Rationale: One repetition maximum (1-RM) testing is a standard strength assessment procedure in clinical exercise intervention trials. Because no adverse events (AEs) are published, expert panels usually consider it safe for patient populations. However, we here report a vertebral fracture during 1-RM testing.
Patient concerns: A 69-year-old breast cancer survivor (body-mass-index 31.6 kg/m2), 3 months after primary therapy, underwent 1-RM testing within an exercise intervention trial. At the leg press, she experienced pain accompanied by a soft crackling.
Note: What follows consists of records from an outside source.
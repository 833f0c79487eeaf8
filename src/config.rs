use serde::{Deserialize, Serialize};
use std::path::{Path, PathBuf};
use std::time::Duration;

use crate::error::{Result, SearchError};

#[derive(Debug, Clone, Serialize, Deserialize, Default)]
pub struct Config {
    #[serde(default)]
    pub imap: ImapConfig,
    #[serde(default)]
    pub fetch: FetchConfig,
    #[serde(default)]
    pub cache: CacheConfig,
    #[serde(default)]
    pub search: SearchConfig,
}

#[derive(Debug, Clone, Serialize, Deserialize)]
pub struct ImapConfig {
    #[serde(default = "default_host")]
    pub host: String,
    #[serde(default = "default_port")]
    pub port: u16,
    #[serde(default = "default_mailbox")]
    pub mailbox: String,
    #[serde(default = "default_timeout_secs")]
    pub timeout_secs: u64,
}

impl Default for ImapConfig {
    fn default() -> Self {
        Self {
            host: default_host(),
            port: default_port(),
            mailbox: default_mailbox(),
            timeout_secs: default_timeout_secs(),
        }
    }
}

impl ImapConfig {
    pub fn timeout(&self) -> Duration {
        Duration::from_secs(self.timeout_secs)
    }
}

/// Chunking, pacing and retry knobs for remote fetches
#[derive(Debug, Clone, Serialize, Deserialize)]
pub struct FetchConfig {
    #[serde(default = "default_chunk_size")]
    pub chunk_size: usize,
    #[serde(default = "default_chunk_delay_ms")]
    pub chunk_delay_ms: u64,
    #[serde(default = "default_max_attempts")]
    pub max_attempts: u32,
    #[serde(default = "default_retry_delay_ms")]
    pub retry_delay_ms: u64,
}

impl Default for FetchConfig {
    fn default() -> Self {
        Self {
            chunk_size: default_chunk_size(),
            chunk_delay_ms: default_chunk_delay_ms(),
            max_attempts: default_max_attempts(),
            retry_delay_ms: default_retry_delay_ms(),
        }
    }
}

#[derive(Debug, Clone, Serialize, Deserialize)]
pub struct CacheConfig {
    #[serde(default = "default_cache_path")]
    pub path: PathBuf,
    #[serde(default = "default_rebuild_on_corruption")]
    pub rebuild_on_corruption: bool,
}

impl Default for CacheConfig {
    fn default() -> Self {
        Self {
            path: default_cache_path(),
            rebuild_on_corruption: default_rebuild_on_corruption(),
        }
    }
}

#[derive(Debug, Clone, Serialize, Deserialize)]
pub struct SearchConfig {
    #[serde(default = "default_days")]
    pub default_days: u32,
}

impl Default for SearchConfig {
    fn default() -> Self {
        Self {
            default_days: default_days(),
        }
    }
}

fn default_host() -> String {
    "imap.gmail.com".to_string()
}

fn default_port() -> u16 {
    993
}

fn default_mailbox() -> String {
    "INBOX".to_string()
}

fn default_timeout_secs() -> u64 {
    30
}

fn default_chunk_size() -> usize {
    100
}

fn default_chunk_delay_ms() -> u64 {
    250
}

fn default_max_attempts() -> u32 {
    3
}

fn default_retry_delay_ms() -> u64 {
    500
}

fn default_cache_path() -> PathBuf {
    PathBuf::from(".gmail-search/cache.db")
}

fn default_rebuild_on_corruption() -> bool {
    true
}

fn default_days() -> u32 {
    365
}

impl Config {
    pub async fn load(path: &Path) -> Result<Self> {
        // If file doesn't exist, return default config with warning
        if !path.exists() {
            tracing::debug!("Config file not found at {:?}, using defaults", path);
            return Ok(Self::default());
        }

        let content = tokio::fs::read_to_string(path)
            .await
            .map_err(|e| SearchError::ConfigError(format!("Failed to read config file: {}", e)))?;

        let config: Self = toml::from_str(&content)
            .map_err(|e| SearchError::ConfigError(format!("Failed to parse config file: {}", e)))?;

        config.validate()?;

        tracing::info!("Loaded configuration from {:?}", path);
        Ok(config)
    }

    pub async fn save(&self, path: &Path) -> Result<()> {
        if let Some(parent) = path.parent() {
            tokio::fs::create_dir_all(parent).await.map_err(|e| {
                SearchError::ConfigError(format!("Failed to create config directory: {}", e))
            })?;
        }

        let content = toml::to_string_pretty(self)
            .map_err(|e| SearchError::ConfigError(format!("Failed to serialize config: {}", e)))?;

        tokio::fs::write(path, content)
            .await
            .map_err(|e| SearchError::ConfigError(format!("Failed to write config file: {}", e)))?;

        tracing::info!("Saved configuration to {:?}", path);
        Ok(())
    }

    /// Validate configuration values
    pub fn validate(&self) -> Result<()> {
        if self.imap.host.trim().is_empty() {
            return Err(SearchError::ConfigError(
                "imap.host cannot be empty".to_string(),
            ));
        }
        if self.imap.mailbox.trim().is_empty() {
            return Err(SearchError::ConfigError(
                "imap.mailbox cannot be empty".to_string(),
            ));
        }
        if self.imap.timeout_secs == 0 {
            return Err(SearchError::ConfigError(
                "imap.timeout_secs must be at least 1".to_string(),
            ));
        }

        // Gmail rejects very long UID sets
        if self.fetch.chunk_size == 0 {
            return Err(SearchError::ConfigError(
                "fetch.chunk_size must be at least 1".to_string(),
            ));
        }
        if self.fetch.chunk_size > 1000 {
            return Err(SearchError::ConfigError(
                "fetch.chunk_size cannot exceed 1000".to_string(),
            ));
        }
        if self.fetch.max_attempts == 0 {
            return Err(SearchError::ConfigError(
                "fetch.max_attempts must be at least 1".to_string(),
            ));
        }
        if self.fetch.max_attempts > 10 {
            return Err(SearchError::ConfigError(
                "fetch.max_attempts cannot exceed 10".to_string(),
            ));
        }

        if self.search.default_days == 0 {
            return Err(SearchError::ConfigError(
                "search.default_days must be at least 1".to_string(),
            ));
        }

        tracing::debug!("Configuration validation passed");
        Ok(())
    }

    /// Create an example configuration file
    pub async fn create_example(path: &Path) -> Result<()> {
        let config = Self::default();
        config.save(path).await
    }
}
Diagnosis: Imaging revealed a partially unstable cover plate compression fracture of the fourth lumbar vertebra (L4) with a vertical fracture line to the base plate, an extended bone marrow edema and a relative stenosis of the spinal canal.
Interventions: It was treated with an orthosis and vitamin D supplementation. Another imaging to exclude bone metastases revealed previously unknown osteoporosis.
Outcomes: The patient was symptom-free 6.5 weeks after the event but did not return to exercise.
Conclusion: This case challenges safety of 1-RM testing in elderly clinical populations.
Lessons: Pre-exercise osteoporosis risk assessment might help reducing fracture risk. However, changing the standard procedure from 1-RM to multiple repetition maximum (x-RM) testing in studies with elderly or clinical populations would be the safest solution.